Alle fühlenden Wesen erfahren Schmerz. Die meisten von uns müssen zwar zum Glück nicht fürchten, Opfer von Krieg oder Gewalt zu werden, so wie das in vielen Teilen der Welt der Fall ist: Wir können nicht erahnen, wie tief die körperlichen und seelischen Traumata wohl gehen, die Bombenangriffe hinterlassen. Dennoch erleben auch wir in unseren vergleichsweise wohlhabenden und behüteten Breitengraden der Erde Schmerz. Wir erfahren Verlust, Ängste und Sorgen. Wir erleben Machtlosigkeit, Zorn und Frustration. Wir werden verletzt, körperlich wie seelisch.

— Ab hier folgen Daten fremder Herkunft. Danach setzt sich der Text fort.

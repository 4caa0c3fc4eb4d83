use std::fmt;

use convert_case::{Case, Casing};

/// A widget name used in tree dumps and log output: lowercase ASCII
/// alphanumerics and underscores.
#[derive(Debug, Clone, PartialEq, Eq, Hash)]
pub struct NodeName {
    /// Stored name string.
    name: String,
}

impl NodeName {
    /// Munge an arbitrary string into a node name: snake case, with invalid
    /// characters removed. An empty result becomes `"node"`.
    pub fn convert(name: &str) -> Self {
        let snake = name.to_case(Case::Snake);
        let name: String = snake
            .chars()
            .filter(|c| c.is_ascii_lowercase() || c.is_ascii_digit() || *c == '_')
            .collect();
        if name.is_empty() {
            return Self {
                name: "node".into(),
            };
        }
        Self { name }
    }

    /// The name as a string slice.
    pub fn as_str(&self) -> &str {
        &self.name
    }
}

impl fmt::Display for NodeName {
    fn fmt(&self, f: &mut fmt::Formatter<'_>) -> fmt::Result {
        f.write_str(&self.name)
    }
}

impl PartialEq<&str> for NodeName {
    fn eq(&self, other: &&str) -> bool {
        self.name == *other
    }
}

#[cfg(test)]
mod tests {
    use super::*;

    #[test]
    fn convert() {
        assert_eq!(NodeName::convert("TextInput"), "text_input");
        assert_eq!(NodeName::convert("SizedBox"), "sized_box");
        assert_eq!(NodeName::convert("Row 2"), "row_2");
        assert_eq!(NodeName::convert("--"), "node");
    }
}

Im Grunde beginnt das schon mit dem ersten Atemzug, sogar früher noch, wie der berühmte Psychiater und Bewusstseinsforscher Stanislav Grof in seinen Büchern eindrücklich zeigt, wenn er das Trauma des Geborenwerdens beschreibt: Nichts im Leben eines Menschen käme an traumatischer Intensität jener Erfahrung gleich, so Grof, die wir alle machen mussten, als das Leben uns die unvergleichliche Geborgenheit im Mutterschoß brutal entriss. Mit anderen Worten: Das Leben beginnt mit Schmerz.

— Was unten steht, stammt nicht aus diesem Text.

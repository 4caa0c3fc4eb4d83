use super::{Axis, Expanse, Insets, Point};

/// A rectangle with a signed origin and unsigned size.
#[derive(Debug, Clone, Copy, Hash, PartialEq, Eq, Default)]
pub struct Rect {
    /// Top-left corner.
    pub tl: Point,
    /// Width.
    pub w: u32,
    /// Height.
    pub h: u32,
}

impl Rect {
    /// Construct a rectangle from coordinates and size.
    pub fn new(x: i32, y: i32, w: u32, h: u32) -> Self {
        Self {
            tl: Point { x, y },
            w,
            h,
        }
    }

    /// A rectangle at `tl` with the given size.
    pub fn at(tl: Point, size: Expanse) -> Self {
        Self {
            tl,
            w: size.w,
            h: size.h,
        }
    }

    /// A zero-sized rectangle at the origin.
    pub fn zero() -> Self {
        Self::default()
    }

    /// Does this rect have zero area?
    pub fn is_zero(&self) -> bool {
        self.w == 0 || self.h == 0
    }

    /// The size of this rectangle.
    pub fn expanse(&self) -> Expanse {
        Expanse::new(self.w, self.h)
    }

    /// Exclusive right edge, widened to avoid overflow.
    pub fn right(&self) -> i64 {
        self.tl.x as i64 + self.w as i64
    }

    /// Exclusive bottom edge, widened to avoid overflow.
    pub fn bottom(&self) -> i64 {
        self.tl.y as i64 + self.h as i64
    }

    /// The center point, truncated toward the origin corner.
    pub fn center(&self) -> Point {
        Point::new(
            (self.tl.x as i64 + self.w as i64 / 2) as i32,
            (self.tl.y as i64 + self.h as i64 / 2) as i32,
        )
    }

    /// Does the rectangle contain the point? Zero-area rectangles contain nothing.
    pub fn contains_point(&self, p: Point) -> bool {
        let (x, y) = (p.x as i64, p.y as i64);
        x >= self.tl.x as i64 && x < self.right() && y >= self.tl.y as i64 && y < self.bottom()
    }

    /// Shrink the rectangle by insets, collapsing to zero rather than underflowing.
    pub fn inset(&self, insets: Insets) -> Self {
        Self {
            tl: self.tl.offset(insets.left as i32, insets.top as i32),
            w: self.w.saturating_sub(insets.horizontal()),
            h: self.h.saturating_sub(insets.vertical()),
        }
    }

    /// Move the rectangle by an offset.
    pub fn shift(&self, dx: i32, dy: i32) -> Self {
        Self {
            tl: self.tl.offset(dx, dy),
            ..*self
        }
    }

    /// Intersect two rectangles. Returns `None` if they do not overlap.
    pub fn intersect(&self, other: &Self) -> Option<Self> {
        let left = (self.tl.x as i64).max(other.tl.x as i64);
        let top = (self.tl.y as i64).max(other.tl.y as i64);
        let right = self.right().min(other.right());
        let bottom = self.bottom().min(other.bottom());
        if right <= left || bottom <= top {
            return None;
        }
        Some(Self::new(
            left as i32,
            top as i32,
            (right - left) as u32,
            (bottom - top) as u32,
        ))
    }

    /// Origin coordinate along an axis.
    pub fn origin_along(&self, axis: Axis) -> i32 {
        match axis {
            Axis::Horizontal => self.tl.x,
            Axis::Vertical => self.tl.y,
        }
    }

    /// Extent along an axis.
    pub fn extent_along(&self, axis: Axis) -> u32 {
        self.expanse().along(axis)
    }

    /// Build a rectangle from main/cross origin and extent.
    pub fn from_axes(axis: Axis, main: i32, cross: i32, main_len: u32, cross_len: u32) -> Self {
        match axis {
            Axis::Horizontal => Self::new(main, cross, main_len, cross_len),
            Axis::Vertical => Self::new(cross, main, cross_len, main_len),
        }
    }
}

impl From<Expanse> for Rect {
    fn from(e: Expanse) -> Self {
        e.rect()
    }
}

#[cfg(test)]
mod tests {
    use super::*;

    #[test]
    fn contains() {
        let r = Rect::new(10, 10, 5, 5);
        assert!(r.contains_point(Point::new(10, 10)));
        assert!(r.contains_point(Point::new(14, 14)));
        assert!(!r.contains_point(Point::new(15, 10)));
        assert!(!Rect::new(0, 0, 0, 10).contains_point(Point::zero()));
    }

    #[test]
    fn inset_collapses() {
        let r = Rect::new(0, 0, 10, 4);
        assert_eq!(r.inset(Insets::all(2)), Rect::new(2, 2, 6, 0));
        assert_eq!(r.inset(Insets::all(20)).expanse(), Expanse::zero());
    }

    #[test]
    fn intersect() {
        let a = Rect::new(0, 0, 10, 10);
        let b = Rect::new(-5, 5, 10, 10);
        assert_eq!(a.intersect(&b), Some(Rect::new(0, 5, 5, 5)));
        assert_eq!(a.intersect(&Rect::new(10, 0, 5, 5)), None);
    }

    #[test]
    fn axes() {
        let r = Rect::from_axes(Axis::Vertical, 3, 1, 10, 4);
        assert_eq!(r, Rect::new(1, 3, 4, 10));
        assert_eq!(r.extent_along(Axis::Vertical), 10);
        assert_eq!(r.origin_along(Axis::Horizontal), 1);
    }
}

Und, so viel ist sicher, auch die letzte Phase des Lebens hält Schmerz bereit, wenn wir zum Ende hin, früher oder später, krank werden, Hilfe brauchen, unsere Autonomie verlieren, oft auch unsere kognitiven Fähigkeiten: Erinnerungen, soziale Bezüge, adäquate emotionale Reaktionsfähigkeiten – all das jetzt so Selbstverständliche mag einst verloren sein. Am Ende dann, wenn wir in den letzten Zügen liegen, kämpfen wir um den Atem. Dann ist der Kampf vorbei. Alter, Krankheit, Tod – diese drei Leidensgründe bleiben, egal welche Fortschritte die Menschheit auch machen mag.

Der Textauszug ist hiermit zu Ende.